● **RECORDED INFORMATION**
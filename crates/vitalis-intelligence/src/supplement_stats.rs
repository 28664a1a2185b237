// ABOUTME: Supplement stats calculator producing adherence and optimization score
// ABOUTME: Pure aggregation over dated supplement entries ordered most-recent-first
//
// SPDX-License-Identifier: MIT OR Apache-2.0
// Copyright (c) 2025 Vitalis Health

use crate::config::SupplementStatsConfig;
use serde::{Deserialize, Serialize};
use vitalis_core::models::SupplementEntry;

/// Summary statistics over a user's recent supplement logs
#[derive(Debug, Clone, Serialize, Deserialize, Default, PartialEq)]
pub struct SupplementStats {
    /// Entries in the accounting window
    pub tracked_days: u32,
    /// Mean doses per tracked day
    pub average_doses_per_day: f64,
    /// Percent of tracked days with at least one dose
    pub adherence_percent: f64,
    /// Blended 0-100 score — the supplement input of the longevity composite
    pub optimization_score: f64,
}

/// Supplement stats calculator
pub struct SupplementStatsCalculator;

impl SupplementStatsCalculator {
    /// Calculate summary stats from entries ordered most-recent-first
    ///
    /// The optimization score blends logged-day adherence with the mean
    /// per-entry protocol score when entries carry one; without protocol
    /// scores the full weight falls on adherence. Both components are
    /// 0-100 and capped, so the blend is monotone.
    #[must_use]
    pub fn calculate(entries: &[SupplementEntry], config: &SupplementStatsConfig) -> SupplementStats {
        if entries.is_empty() {
            return SupplementStats::default();
        }

        let window = &entries[..entries.len().min(config.window_entries)];
        let tracked_days = window.len() as u32;

        let total_doses: usize = window.iter().map(|e| e.taken.len()).sum();
        let average_doses_per_day = total_doses as f64 / window.len() as f64;

        let adherent_days = window.iter().filter(|e| !e.taken.is_empty()).count();
        let adherence_percent = adherent_days as f64 / window.len() as f64 * 100.0;

        let protocol_scores: Vec<f64> = window
            .iter()
            .filter_map(|e| e.adherence_score)
            .map(|s| s.clamp(0.0, 100.0))
            .collect();

        let blended = if protocol_scores.is_empty() {
            adherence_percent
        } else {
            let protocol_mean =
                protocol_scores.iter().sum::<f64>() / protocol_scores.len() as f64;
            config.adherence_weight * adherence_percent + config.protocol_weight * protocol_mean
        };
        let optimization_score = blended.clamp(0.0, 100.0);

        SupplementStats {
            tracked_days,
            average_doses_per_day,
            adherence_percent,
            optimization_score,
        }
    }
}
// ABOUTME: Nutrition tracking models for daily intake, meals, and food items
// ABOUTME: NutritionEntry, DailyTotals, Hydration, Meal, MealType, and FoodItem definitions
//
// SPDX-License-Identifier: MIT OR Apache-2.0
// Copyright (c) 2025 Vitalis Health

use chrono::NaiveDate;
use serde::{Deserialize, Serialize};
use std::collections::BTreeMap;

/// Type of meal
#[derive(Debug, Clone, Copy, Serialize, Deserialize, PartialEq, Eq, Hash)]
#[serde(rename_all = "snake_case")]
pub enum MealType {
    /// Breakfast meal
    Breakfast,
    /// Lunch meal
    Lunch,
    /// Dinner meal
    Dinner,
    /// Snack between meals
    Snack,
    /// Unspecified or other meal type
    Other,
}

impl MealType {
    /// Parse meal type from string
    #[must_use]
    pub fn from_str_lossy(s: &str) -> Self {
        match s.to_lowercase().as_str() {
            "breakfast" => Self::Breakfast,
            "lunch" => Self::Lunch,
            "dinner" => Self::Dinner,
            "snack" => Self::Snack,
            _ => Self::Other,
        }
    }
}

/// Macronutrient totals for one day (the food-diary roll-up)
#[derive(Debug, Clone, Copy, Serialize, Deserialize, Default, PartialEq)]
pub struct DailyTotals {
    /// Energy (kcal)
    pub calories: f64,
    /// Protein (grams)
    pub protein: f64,
    /// Carbohydrates (grams)
    pub carbs: f64,
    /// Fats (grams)
    pub fats: f64,
    /// Fiber (grams)
    pub fiber: f64,
    /// Sugar (grams)
    pub sugar: f64,
    /// Sodium (milligrams)
    pub sodium: f64,
}

impl DailyTotals {
    /// Field-wise sum of two totals
    #[must_use]
    pub fn add(&self, other: &Self) -> Self {
        Self {
            calories: self.calories + other.calories,
            protein: self.protein + other.protein,
            carbs: self.carbs + other.carbs,
            fats: self.fats + other.fats,
            fiber: self.fiber + other.fiber,
            sugar: self.sugar + other.sugar,
            sodium: self.sodium + other.sodium,
        }
    }
}

/// Daily hydration tracking (liters)
#[derive(Debug, Clone, Copy, Serialize, Deserialize, Default)]
pub struct Hydration {
    /// Water consumed
    pub water_intake: f64,
    /// Daily target
    pub target: f64,
}

/// Individual food item within a meal
///
/// This is also the response shape of the natural-language food parser.
#[derive(Debug, Clone, Serialize, Deserialize)]
pub struct FoodItem {
    /// Food name
    pub name: String,
    /// Quantity consumed
    pub quantity: f64,
    /// Quantity unit (g, oz, cup, serving, ...)
    pub unit: String,
    /// Energy (kcal)
    pub calories: f64,
    /// Protein (grams)
    pub protein: f64,
    /// Carbohydrates (grams)
    pub carbs: f64,
    /// Fats (grams)
    pub fats: f64,
    /// Fiber (grams)
    pub fiber: f64,
    /// Sugar (grams)
    pub sugar: f64,
    /// Sodium (milligrams)
    pub sodium: f64,
    /// Micronutrient amounts keyed by nutrient id (e.g. `vitamin_c_mg`)
    #[serde(default, skip_serializing_if = "BTreeMap::is_empty")]
    pub micronutrients: BTreeMap<String, f64>,
}

impl FoodItem {
    /// Macro contribution of this item as a [`DailyTotals`]
    #[must_use]
    pub fn as_totals(&self) -> DailyTotals {
        DailyTotals {
            calories: self.calories,
            protein: self.protein,
            carbs: self.carbs,
            fats: self.fats,
            fiber: self.fiber,
            sugar: self.sugar,
            sodium: self.sodium,
        }
    }
}

/// A logged meal within a day's entry
#[derive(Debug, Clone, Serialize, Deserialize)]
pub struct Meal {
    /// Meal id (uuid string)
    pub id: String,
    /// Meal slot
    pub meal_type: MealType,
    /// Meal description or name
    #[serde(skip_serializing_if = "Option::is_none")]
    pub name: Option<String>,
    /// Food items in the meal
    #[serde(default)]
    pub items: Vec<FoodItem>,
}

/// One day of tracked nutrition
#[derive(Debug, Clone, Serialize, Deserialize)]
pub struct NutritionEntry {
    /// Calendar date (natural key)
    pub date: NaiveDate,
    /// Macro totals for the day
    #[serde(default)]
    pub daily_totals: DailyTotals,
    /// Micronutrient totals keyed by nutrient id
    #[serde(default, skip_serializing_if = "BTreeMap::is_empty")]
    pub micronutrients: BTreeMap<String, f64>,
    /// Hydration tracking
    #[serde(default)]
    pub hydration: Hydration,
    /// Logged meals
    #[serde(default)]
    pub meals: Vec<Meal>,
}

impl NutritionEntry {
    /// Create an empty entry for a date
    #[must_use]
    pub fn new(date: NaiveDate) -> Self {
        Self {
            date,
            daily_totals: DailyTotals::default(),
            micronutrients: BTreeMap::new(),
            hydration: Hydration::default(),
            meals: Vec::new(),
        }
    }

    /// Recompute `daily_totals` and `micronutrients` from the logged meals
    ///
    /// Called after adding or removing food items so the denormalized totals
    /// stay consistent with the meal list.
    pub fn recompute_totals(&mut self) {
        let mut totals = DailyTotals::default();
        let mut micros: BTreeMap<String, f64> = BTreeMap::new();
        for meal in &self.meals {
            for item in &meal.items {
                totals = totals.add(&item.as_totals());
                for (key, amount) in &item.micronutrients {
                    *micros.entry(key.clone()).or_insert(0.0) += amount;
                }
            }
        }
        self.daily_totals = totals;
        self.micronutrients = micros;
    }
}

#[cfg(test)]
mod tests {
    use super::*;

    fn item(calories: f64, protein: f64) -> FoodItem {
        FoodItem {
            name: "test".to_owned(),
            quantity: 1.0,
            unit: "serving".to_owned(),
            calories,
            protein,
            carbs: 0.0,
            fats: 0.0,
            fiber: 0.0,
            sugar: 0.0,
            sodium: 0.0,
            micronutrients: BTreeMap::from([("vitamin_c_mg".to_owned(), 30.0)]),
        }
    }

    #[test]
    fn test_recompute_totals_from_meals() {
        let mut entry = NutritionEntry::new(NaiveDate::from_ymd_opt(2025, 6, 1).unwrap());
        entry.meals.push(Meal {
            id: "m1".to_owned(),
            meal_type: MealType::Breakfast,
            name: None,
            items: vec![item(400.0, 20.0), item(250.0, 10.0)],
        });
        entry.recompute_totals();
        assert!((entry.daily_totals.calories - 650.0).abs() < f64::EPSILON);
        assert!((entry.daily_totals.protein - 30.0).abs() < f64::EPSILON);
        assert!((entry.micronutrients["vitamin_c_mg"] - 60.0).abs() < f64::EPSILON);
    }

    #[test]
    fn test_meal_type_lossy_parse() {
        assert_eq!(MealType::from_str_lossy("Dinner"), MealType::Dinner);
        assert_eq!(MealType::from_str_lossy("brunch"), MealType::Other);
    }
}
// ABOUTME: Workout stats calculator producing totals, streaks, and weekly consistency
// ABOUTME: Pure aggregation over dated workout entries ordered most-recent-first
//
// SPDX-License-Identifier: MIT OR Apache-2.0
// Copyright (c) 2025 Vitalis Health

use crate::config::WorkoutStatsConfig;
use chrono::Duration;
use serde::{Deserialize, Serialize};
use vitalis_core::models::WorkoutEntry;

/// Summary statistics over a user's recent workouts
#[derive(Debug, Clone, Serialize, Deserialize, Default, PartialEq)]
pub struct WorkoutStats {
    /// Completed workouts in the rolling window
    pub total_workouts: u32,
    /// Total training time in the rolling window (minutes)
    pub total_minutes: f64,
    /// Mean session duration (minutes)
    pub average_duration: f64,
    /// Mean energy expenditure over sessions that report it (kcal)
    pub average_calories_burned: f64,
    /// Consecutive completed sessions walking back from the newest, allowing
    /// the configured number of rest days between sessions
    pub current_streak: u32,
    /// Percent of the trailing calendar week with a completed workout —
    /// the workout input of the longevity composite
    pub weekly_consistency_percent: f64,
}

/// Workout stats calculator
pub struct WorkoutStatsCalculator;

impl WorkoutStatsCalculator {
    /// Calculate summary stats from entries ordered most-recent-first
    #[must_use]
    pub fn calculate(entries: &[WorkoutEntry], config: &WorkoutStatsConfig) -> WorkoutStats {
        let completed: Vec<&WorkoutEntry> = entries
            .iter()
            .take(config.rolling_window_entries)
            .filter(|e| e.completed)
            .collect();
        if completed.is_empty() {
            return WorkoutStats::default();
        }

        let total_workouts = completed.len() as u32;
        let total_minutes: f64 = completed.iter().map(|e| e.duration_minutes).sum();
        let average_duration = total_minutes / completed.len() as f64;

        let calories: Vec<f64> = completed.iter().filter_map(|e| e.calories_burned).collect();
        let average_calories_burned = if calories.is_empty() {
            0.0
        } else {
            calories.iter().sum::<f64>() / calories.len() as f64
        };

        let current_streak = Self::streak(&completed, config.streak_rest_day_tolerance);

        let newest = completed[0].date;
        let week_start = newest - Duration::days(config.weekly_window_days - 1);
        let mut active_days: Vec<chrono::NaiveDate> = completed
            .iter()
            .filter(|e| e.date >= week_start)
            .map(|e| e.date)
            .collect();
        active_days.dedup();
        let weekly_consistency_percent =
            active_days.len() as f64 / config.weekly_window_days as f64 * 100.0;

        WorkoutStats {
            total_workouts,
            total_minutes,
            average_duration,
            average_calories_burned,
            current_streak,
            weekly_consistency_percent,
        }
    }

    /// Consecutive-session streak with rest-day tolerance
    ///
    /// A gap of `tolerance + 1` calendar days between successive completed
    /// sessions (one allowed rest day at the default) continues the streak;
    /// anything longer ends it.
    fn streak(completed_desc: &[&WorkoutEntry], tolerance: i64) -> u32 {
        let mut streak = 1u32;
        for pair in completed_desc.windows(2) {
            let gap = (pair[0].date - pair[1].date).num_days();
            if gap <= tolerance + 1 {
                streak += 1;
            } else {
                break;
            }
        }
        streak
    }
}
// ABOUTME: Supplement tracking models for daily dose logs
// ABOUTME: SupplementEntry, SupplementDose, and DoseTiming definitions
//
// SPDX-License-Identifier: MIT OR Apache-2.0
// Copyright (c) 2025 Vitalis Health

use chrono::NaiveDate;
use serde::{Deserialize, Serialize};

/// When a dose was taken relative to the day
#[derive(Debug, Clone, Copy, Serialize, Deserialize, PartialEq, Eq)]
#[serde(rename_all = "snake_case")]
pub enum DoseTiming {
    /// Morning dose
    Morning,
    /// Afternoon dose
    Afternoon,
    /// Evening dose
    Evening,
    /// Taken alongside a meal
    WithMeal,
    /// Unspecified timing
    Other,
}

/// One supplement dose within a day's log
#[derive(Debug, Clone, Serialize, Deserialize)]
pub struct SupplementDose {
    /// Supplement name
    pub name: String,
    /// Dose size (milligrams)
    pub dose_mg: f64,
    /// Timing of the dose
    pub timing: DoseTiming,
}

/// One day of tracked supplements
#[derive(Debug, Clone, Serialize, Deserialize)]
pub struct SupplementEntry {
    /// Calendar date (natural key)
    pub date: NaiveDate,
    /// Doses taken this day
    #[serde(default)]
    pub taken: Vec<SupplementDose>,
    /// Optional per-day adherence score (0-100) from the user's protocol
    #[serde(skip_serializing_if = "Option::is_none")]
    pub adherence_score: Option<f64>,
}

impl SupplementEntry {
    /// Create an entry with the given doses
    #[must_use]
    pub fn new(date: NaiveDate, taken: Vec<SupplementDose>) -> Self {
        Self {
            date,
            taken,
            adherence_score: None,
        }
    }
}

● **WHAT YOU WILL DO**
Restate verbatim all lines from the start of the data through the line containing "use vitalis_core::models::SupplementEntry;", with both ends kept.

● **TASK ANSWER**
filename crates/vitalis-intelligence/src/supplement_stats.rs
repository 28664a1a2185b237
// ABOUTME: Supplement stats calculator producing adherence and optimization score
// ABOUTME: Pure aggregation over dated supplement entries ordered most-recent-first
//
// SPDX-License-Identifier: MIT OR Apache-2.0
// Copyright (c) 2025 Vitalis Health

use crate::config::SupplementStatsConfig;
use serde::{Deserialize, Serialize};
use vitalis_core::models::SupplementEntry;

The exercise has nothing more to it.